▶ **EXERCISE BRIEF**: The lines to be extracted run from the start of the listing through the line containing "form (see the"; copy them exactly and nothing else.

───── DATA FOR PROCESSING

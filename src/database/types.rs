//! SQL Server type mapping to Rust types.

use crate::error::ServerError;
use chrono::{DateTime, FixedOffset, NaiveDate, NaiveDateTime, NaiveTime};
use rust_decimal::Decimal;
use std::fmt;
use tiberius::{ColumnData, FromSql};
use uuid::Uuid;

/// A nullable scalar cell value.
///
/// Every variant has a single, locale-independent text form (see the
/// [`fmt::Display`] impl), so identical data always renders identically.
#[derive(Debug, Clone, PartialEq)]
pub enum SqlValue {
    Null,
    Bool(bool),
    U8(u8),
    I16(i16),
    I32(i32),
    I64(i64),
    F32(f32),
    F64(f64),
    Decimal(Decimal),
    String(String),
    Bytes(Vec<u8>),
    Uuid(Uuid),
    Date(NaiveDate),
    Time(NaiveTime),
    DateTime(NaiveDateTime),
    DateTimeOffset(DateTime<FixedOffset>),
}

impl SqlValue {
    /// Check if this value is null.
    pub fn is_null(&self) -> bool {
        matches!(self, SqlValue::Null)
    }

    /// Borrow the text of a string value.
    pub fn as_str(&self) -> Option<&str> {
        match self {
            SqlValue::String(v) => Some(v),
            _ => None,
        }
    }

    /// Widen any integer value to i64.
    pub fn as_i64(&self) -> Option<i64> {
        match self {
            SqlValue::U8(v) => Some(i64::from(*v)),
            SqlValue::I16(v) => Some(i64::from(*v)),
            SqlValue::I32(v) => Some(i64::from(*v)),
            SqlValue::I64(v) => Some(*v),
            _ => None,
        }
    }

    /// Convert one column of a tiberius row.
    pub fn from_column(data: &ColumnData<'static>) -> Result<Self, ServerError> {
        let value = match data {
            ColumnData::U8(v) => v.map(SqlValue::U8),
            ColumnData::I16(v) => v.map(SqlValue::I16),
            ColumnData::I32(v) => v.map(SqlValue::I32),
            ColumnData::I64(v) => v.map(SqlValue::I64),
            ColumnData::F32(v) => v.map(SqlValue::F32),
            ColumnData::F64(v) => v.map(SqlValue::F64),
            ColumnData::Bit(v) => v.map(SqlValue::Bool),
            ColumnData::String(v) => v.as_ref().map(|s| SqlValue::String(s.to_string())),
            ColumnData::Guid(v) => v.map(SqlValue::Uuid),
            ColumnData::Binary(v) => v.as_ref().map(|b| SqlValue::Bytes(b.to_vec())),
            // DECIMAL(38, s) can exceed rust_decimal's 96-bit mantissa or
            // scale 28; tiberius renders those losslessly.
            ColumnData::Numeric(v) => v.as_ref().map(|n| {
                Decimal::try_from_i128_with_scale(n.value(), u32::from(n.scale()))
                    .map(SqlValue::Decimal)
                    .unwrap_or_else(|_| SqlValue::String(n.to_string()))
            }),
            ColumnData::Xml(v) => v
                .as_ref()
                .map(|xml| SqlValue::String(xml.clone().into_owned().into_string())),
            ColumnData::DateTime(_) | ColumnData::SmallDateTime(_) | ColumnData::DateTime2(_) => {
                convert::<NaiveDateTime>(data)?.map(SqlValue::DateTime)
            }
            ColumnData::Date(_) => convert::<NaiveDate>(data)?.map(SqlValue::Date),
            ColumnData::Time(_) => convert::<NaiveTime>(data)?.map(SqlValue::Time),
            ColumnData::DateTimeOffset(_) => {
                convert::<DateTime<FixedOffset>>(data)?.map(SqlValue::DateTimeOffset)
            }
            #[allow(unreachable_patterns)]
            _ => {
                return Err(ServerError::formatting(format!(
                    "unsupported column type: {:?}",
                    data
                )))
            }
        };

        Ok(value.unwrap_or(SqlValue::Null))
    }
}

/// Run a tiberius conversion; a cell that cannot be read is a formatting
/// failure, not a query failure.
fn convert<'a, T: FromSql<'a>>(data: &'a ColumnData<'static>) -> Result<Option<T>, ServerError> {
    T::from_sql(data)
        .map_err(|e| ServerError::formatting(format!("cannot convert {:?}: {}", data, e)))
}

impl fmt::Display for SqlValue {
    fn fmt(&self, f: &mut fmt::Formatter<'_>) -> fmt::Result {
        match self {
            SqlValue::Null => f.write_str(crate::constants::NULL_TEXT),
            SqlValue::Bool(v) => write!(f, "{}", v),
            SqlValue::U8(v) => write!(f, "{}", v),
            SqlValue::I16(v) => write!(f, "{}", v),
            SqlValue::I32(v) => write!(f, "{}", v),
            SqlValue::I64(v) => write!(f, "{}", v),
            SqlValue::F32(v) => write!(f, "{}", v),
            SqlValue::F64(v) => write!(f, "{}", v),
            SqlValue::Decimal(v) => write!(f, "{}", v),
            SqlValue::String(v) => f.write_str(v),
            SqlValue::Bytes(v) => write!(f, "0x{}", hex::encode_upper(v)),
            SqlValue::Uuid(v) => write!(f, "{}", v),
            SqlValue::Date(v) => write!(f, "{}", v),
            SqlValue::Time(v) => write!(f, "{}", v),
            SqlValue::DateTime(v) => write!(f, "{}", v),
            SqlValue::DateTimeOffset(v) => f.write_str(&v.to_rfc3339()),
        }
    }
}

impl From<&str> for SqlValue {
    fn from(v: &str) -> Self {
        SqlValue::String(v.to_string())
    }
}

impl From<String> for SqlValue {
    fn from(v: String) -> Self {
        SqlValue::String(v)
    }
}

impl From<i32> for SqlValue {
    fn from(v: i32) -> Self {
        SqlValue::I32(v)
    }
}

impl From<i64> for SqlValue {
    fn from(v: i64) -> Self {
        SqlValue::I64(v)
    }
}

impl<T: Into<SqlValue>> From<Option<T>> for SqlValue {
    fn from(v: Option<T>) -> Self {
        v.map(Into::into).unwrap_or(SqlValue::Null)
    }
}

#[cfg(test)]
mod tests {
    use super::*;
    use std::borrow::Cow;
    use tiberius::numeric::Numeric;

    #[test]
    fn test_sql_value_display() {
        assert_eq!(SqlValue::Null.to_string(), "NULL");
        assert_eq!(SqlValue::I32(42).to_string(), "42");
        assert_eq!(SqlValue::from("hello").to_string(), "hello");
        assert_eq!(SqlValue::Bool(true).to_string(), "true");
        assert_eq!(SqlValue::F64(1.5).to_string(), "1.5");
        assert_eq!(SqlValue::Bytes(vec![0xDE, 0xAD]).to_string(), "0xDEAD");
    }

    #[test]
    fn test_decimal_keeps_scale() {
        let value = SqlValue::Decimal(Decimal::from_i128_with_scale(12345, 2));
        assert_eq!(value.to_string(), "123.45");
    }

    #[test]
    fn test_temporal_display_is_iso() {
        let date = NaiveDate::from_ymd_opt(2024, 2, 29).unwrap();
        let time = NaiveTime::from_hms_opt(13, 5, 0).unwrap();
        assert_eq!(SqlValue::Date(date).to_string(), "2024-02-29");
        assert_eq!(SqlValue::Time(time).to_string(), "13:05:00");
        assert_eq!(
            SqlValue::DateTime(date.and_time(time)).to_string(),
            "2024-02-29 13:05:00"
        );
    }

    #[test]
    fn test_sql_value_is_null() {
        assert!(SqlValue::Null.is_null());
        assert!(!SqlValue::I32(0).is_null());
        assert!(SqlValue::from(None::<i32>).is_null());
    }

    #[test]
    fn test_accessors() {
        assert_eq!(SqlValue::from("dbo").as_str(), Some("dbo"));
        assert_eq!(SqlValue::U8(7).as_i64(), Some(7));
        assert_eq!(SqlValue::I16(-1).as_i64(), Some(-1));
        assert_eq!(SqlValue::from("7").as_i64(), None);
    }

    #[test]
    fn test_from_column_data() {
        let value = SqlValue::from_column(&ColumnData::I32(Some(5))).unwrap();
        assert_eq!(value, SqlValue::I32(5));

        let value = SqlValue::from_column(&ColumnData::String(None)).unwrap();
        assert!(value.is_null());

        let value =
            SqlValue::from_column(&ColumnData::String(Some(Cow::Borrowed("Ann")))).unwrap();
        assert_eq!(value, SqlValue::from("Ann"));

        let value = SqlValue::from_column(&ColumnData::Bit(Some(false))).unwrap();
        assert_eq!(value.to_string(), "false");
    }

    #[test]
    fn test_binary_renders_upper_hex() {
        let value = SqlValue::Bytes(vec![0xDE, 0xAD, 0xBE, 0xEF]);
        assert_eq!(value.to_string(), "0xDEADBEEF");
        assert_eq!(SqlValue::Bytes(Vec::new()).to_string(), "0x");
    }

    #[test]
    fn test_numeric_within_decimal_range() {
        let numeric = Numeric::new_with_scale(12345, 2);
        let value = SqlValue::from_column(&ColumnData::Numeric(Some(numeric))).unwrap();
        assert_eq!(value, SqlValue::Decimal(Decimal::from_i128_with_scale(12345, 2)));
        assert_eq!(value.to_string(), "123.45");
    }

    #[test]
    fn test_numeric_scale_above_28() {
        // CAST(0.5 AS DECIMAL(38, 30))
        let numeric = Numeric::new_with_scale(5 * 10_i128.pow(29), 30);
        let value = SqlValue::from_column(&ColumnData::Numeric(Some(numeric))).unwrap();
        assert_eq!(value.to_string(), "0.500000000000000000000000000000");
    }

    #[test]
    fn test_numeric_38_digits() {
        let max = 99_999_999_999_999_999_999_999_999_999_999_999_999_i128;
        let numeric = Numeric::new_with_scale(max, 0);
        let value = SqlValue::from_column(&ColumnData::Numeric(Some(numeric))).unwrap();
        assert_eq!(value.to_string(), "99999999999999999999999999999999999999");
    }

    #[test]
    fn test_unconvertible_cell_is_a_formatting_error() {
        let err = convert::<NaiveDate>(&ColumnData::I32(Some(1))).unwrap_err();
        assert!(matches!(err, ServerError::Formatting(_)));
        assert!(err.caller_message().starts_with("Internal error: "));
    }
}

──────────

▶ **TASK RESPONSE**:
filename src/database/types.rs
//! SQL Server type mapping to Rust types.

use crate::error::ServerError;
use chrono::{DateTime, FixedOffset, NaiveDate, NaiveDateTime, NaiveTime};
use rust_decimal::Decimal;
use std::fmt;
use tiberius::{ColumnData, FromSql};
use uuid::Uuid;

/// A nullable scalar cell value.
///
/// Every variant has a single, locale-independent text form (see the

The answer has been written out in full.